[PROVIDED MATERIAL]:
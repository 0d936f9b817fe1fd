//! The declarative route table of a resource.
//!
//! A [`MethodMap`] maps an HTTP verb and a [`RouteShape`] to a
//! [`MethodSpec`]: the [`Action`] a request is dispatched to, the query
//! parameters the route accepts, the request body it expects and the
//! responses it documents. The exposer compiles routes from it and the API
//! document is generated from the same entries, so the two never drift.
//!
//! ```
//! use restlink::method_map::{MethodMap, ParamSpec, RouteShape};
//! use http::Method;
//!
//! let mut map = MethodMap::default();
//! if let Some(list) = map.get_mut(&Method::GET, RouteShape::General) {
//!     list.params.push(ParamSpec::optional("depth", "Minimum depth in meters."));
//! }
//! assert_eq!(map.get(&Method::GET, RouteShape::General).unwrap().params.len(), 2);
//! ```

use http::Method;
use serde_json::{Value, json};

/// Whether a route addresses the collection or a single member.
#[derive(Debug, Clone, Copy, PartialEq, Eq, Hash)]
pub enum RouteShape {
    /// `.../noun`
    General,
    /// `.../noun/{id}`
    Specific,
}

impl RouteShape {
    /// The single letter used in endpoint names.
    pub fn initial(self) -> char {
        match self {
            RouteShape::General => 'g',
            RouteShape::Specific => 's',
        }
    }

    pub fn as_str(self) -> &'static str {
        match self {
            RouteShape::General => "general",
            RouteShape::Specific => "specific",
        }
    }
}

/// What a route hands to its action besides the query parameters.
#[derive(Debug, Clone, Copy, PartialEq, Eq)]
pub struct Arguments {
    pub id: bool,
    pub data: bool,
}

impl Arguments {
    const NONE: Arguments = Arguments {
        id: false,
        data: false,
    };
    const ID: Arguments = Arguments {
        id: true,
        data: false,
    };
    const DATA: Arguments = Arguments {
        id: false,
        data: true,
    };
    const ID_DATA: Arguments = Arguments {
        id: true,
        data: true,
    };
}

/// Returns the arguments a verb on a route shape provides, or `None` when
/// the combination has no convention.
pub fn arguments(verb: &Method, shape: RouteShape) -> Option<Arguments> {
    match (verb.as_str(), shape) {
        ("GET", RouteShape::General) => Some(Arguments::NONE),
        ("GET", RouteShape::Specific) => Some(Arguments::ID),
        ("POST", RouteShape::General) => Some(Arguments::DATA),
        ("PUT", RouteShape::Specific) => Some(Arguments::ID_DATA),
        ("DELETE", RouteShape::Specific) => Some(Arguments::ID),
        _ => None,
    }
}

/// The guarded resource action a route dispatches to.
#[derive(Debug, Clone, Copy, PartialEq, Eq, Hash)]
pub enum Action {
    Get,
    List,
    Post,
    Put,
    Delete,
}

impl Action {
    pub fn name(self) -> &'static str {
        match self {
            Action::Get => "get",
            Action::List => "list",
            Action::Post => "post",
            Action::Put => "put",
            Action::Delete => "delete",
        }
    }

    /// The arguments this action consumes.
    pub fn arguments(self) -> Arguments {
        match self {
            Action::List => Arguments::NONE,
            Action::Get | Action::Delete => Arguments::ID,
            Action::Post => Arguments::DATA,
            Action::Put => Arguments::ID_DATA,
        }
    }
}

/// A query parameter accepted by a route.
#[derive(Debug, Clone, PartialEq)]
pub struct ParamSpec {
    pub name: String,
    pub description: String,
    pub required: bool,
}

impl ParamSpec {
    pub fn optional(name: impl Into<String>, description: impl Into<String>) -> Self {
        Self {
            name: name.into(),
            description: description.into(),
            required: false,
        }
    }

    pub fn required(name: impl Into<String>, description: impl Into<String>) -> Self {
        Self {
            name: name.into(),
            description: description.into(),
            required: true,
        }
    }
}

/// A schema used in a request body or a response.
#[derive(Debug, Clone, PartialEq)]
pub enum SchemaRef {
    /// A reference to the resource's own component schema.
    SelfSchema,
    /// A literal JSON schema.
    Inline(Value),
}

/// A documented response.
#[derive(Debug, Clone, PartialEq)]
pub enum ResponseSpec {
    /// No body.
    Empty,
    /// A JSON body of the given schema.
    Body(SchemaRef),
}

/// Everything the exposer needs to know about one verb on one route shape.
#[derive(Debug, Clone, PartialEq)]
pub struct MethodSpec {
    pub action: Action,
    pub params: Vec<ParamSpec>,
    pub data: Option<SchemaRef>,
    /// Keyed by HTTP status code, in documentation order.
    pub responses: Vec<(String, ResponseSpec)>,
}

impl MethodSpec {
    pub fn new(action: Action) -> Self {
        Self {
            action,
            params: Vec::new(),
            data: None,
            responses: Vec::new(),
        }
    }

    pub fn param(mut self, param: ParamSpec) -> Self {
        self.params.push(param);
        self
    }

    pub fn data(mut self, schema: SchemaRef) -> Self {
        self.data = Some(schema);
        self
    }

    /// Adds a response, replacing any earlier one with the same code.
    pub fn response(mut self, code: impl Into<String>, response: ResponseSpec) -> Self {
        let code = code.into();
        match self.responses.iter_mut().find(|(c, _)| *c == code) {
            Some(slot) => slot.1 = response,
            None => self.responses.push((code, response)),
        }
        self
    }

    /// Whether a query parameter of this name reaches the action.
    pub fn allows_param(&self, name: &str) -> bool {
        self.params.iter().any(|p| p.name == name)
    }
}

/// One row of a [`MethodMap`].
#[derive(Debug, Clone, PartialEq)]
pub struct MethodEntry {
    pub verb: Method,
    pub shape: RouteShape,
    pub spec: MethodSpec,
}

/// Ordered verb to shape to [`MethodSpec`] table.
///
/// Iteration yields verbs in the order they were first inserted and, within
/// a verb, shapes in insertion order.
#[derive(Debug, Clone, PartialEq)]
pub struct MethodMap {
    entries: Vec<MethodEntry>,
}

impl MethodMap {
    /// Creates a map with no entries.
    pub fn empty() -> Self {
        Self {
            entries: Vec::new(),
        }
    }

    /// Inserts a spec. An existing entry for the same verb and shape is
    /// replaced in place.
    pub fn insert(&mut self, verb: Method, shape: RouteShape, spec: MethodSpec) {
        if let Some(entry) = self.get_mut(&verb, shape) {
            *entry = spec;
            return;
        }

        let position = self
            .entries
            .iter()
            .rposition(|e| e.verb == verb)
            .map(|i| i + 1)
            .unwrap_or(self.entries.len());
        self.entries
            .insert(position, MethodEntry { verb, shape, spec });
    }

    /// Chaining form of [`MethodMap::insert`].
    pub fn with(mut self, verb: Method, shape: RouteShape, spec: MethodSpec) -> Self {
        self.insert(verb, shape, spec);
        self
    }

    pub fn get(&self, verb: &Method, shape: RouteShape) -> Option<&MethodSpec> {
        self.entries
            .iter()
            .find(|e| e.verb == *verb && e.shape == shape)
            .map(|e| &e.spec)
    }

    pub fn get_mut(&mut self, verb: &Method, shape: RouteShape) -> Option<&mut MethodSpec> {
        self.entries
            .iter_mut()
            .find(|e| e.verb == *verb && e.shape == shape)
            .map(|e| &mut e.spec)
    }

    pub fn remove(&mut self, verb: &Method, shape: RouteShape) -> Option<MethodSpec> {
        let index = self
            .entries
            .iter()
            .position(|e| e.verb == *verb && e.shape == shape)?;
        Some(self.entries.remove(index).spec)
    }

    /// Distinct verbs, in map order.
    pub fn verbs(&self) -> Vec<Method> {
        let mut verbs: Vec<Method> = Vec::new();
        for entry in &self.entries {
            if !verbs.contains(&entry.verb) {
                verbs.push(entry.verb.clone());
            }
        }
        verbs
    }

    pub fn contains_verb(&self, verb: &Method) -> bool {
        self.entries.iter().any(|e| e.verb == *verb)
    }

    pub fn iter(&self) -> impl Iterator<Item = &MethodEntry> {
        self.entries.iter()
    }

    pub fn len(&self) -> usize {
        self.entries.len()
    }

    pub fn is_empty(&self) -> bool {
        self.entries.is_empty()
    }
}

/// The body every documented error response carries.
pub fn error_schema() -> Value {
    json!({"type": "object", "properties": {"error": {"type": "string"}}})
}

fn error_body() -> ResponseSpec {
    ResponseSpec::Body(SchemaRef::Inline(error_schema()))
}

fn self_body() -> ResponseSpec {
    ResponseSpec::Body(SchemaRef::SelfSchema)
}

impl Default for MethodMap {
    /// The standard CRUD map.
    fn default() -> Self {
        MethodMap::empty()
            .with(
                Method::GET,
                RouteShape::Specific,
                MethodSpec::new(Action::Get)
                    .response("200", self_body())
                    .response("403", error_body())
                    .response("404", error_body()),
            )
            .with(
                Method::GET,
                RouteShape::General,
                MethodSpec::new(Action::List)
                    .param(ParamSpec::optional(
                        "filter",
                        "URL-encoded key/value data which is used to filter the returned ID list.",
                    ))
                    .response(
                        "200",
                        ResponseSpec::Body(SchemaRef::Inline(
                            json!({"type": "array", "items": {"type": "integer"}}),
                        )),
                    )
                    .response("400", error_body())
                    .response("403", error_body()),
            )
            .with(
                Method::POST,
                RouteShape::General,
                MethodSpec::new(Action::Post)
                    .data(SchemaRef::SelfSchema)
                    .response("200", self_body())
                    .response("400", error_body())
                    .response("403", error_body())
                    .response("404", error_body()),
            )
            .with(
                Method::PUT,
                RouteShape::Specific,
                MethodSpec::new(Action::Put)
                    .data(SchemaRef::SelfSchema)
                    .response("200", self_body())
                    .response("400", error_body())
                    .response("403", error_body())
                    .response("404", error_body()),
            )
            .with(
                Method::DELETE,
                RouteShape::Specific,
                MethodSpec::new(Action::Delete)
                    .response("200", ResponseSpec::Empty)
                    .response("400", error_body())
                    .response("403", error_body())
                    .response("404", error_body()),
            )
    }
}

[TASK INSTRUCTIONS]: Search the records for the word "from". Copy every line that has it.

[RESPONSE]:
//! responses it documents. The exposer compiles routes from it and the API
//! document is generated from the same entries, so the two never drift.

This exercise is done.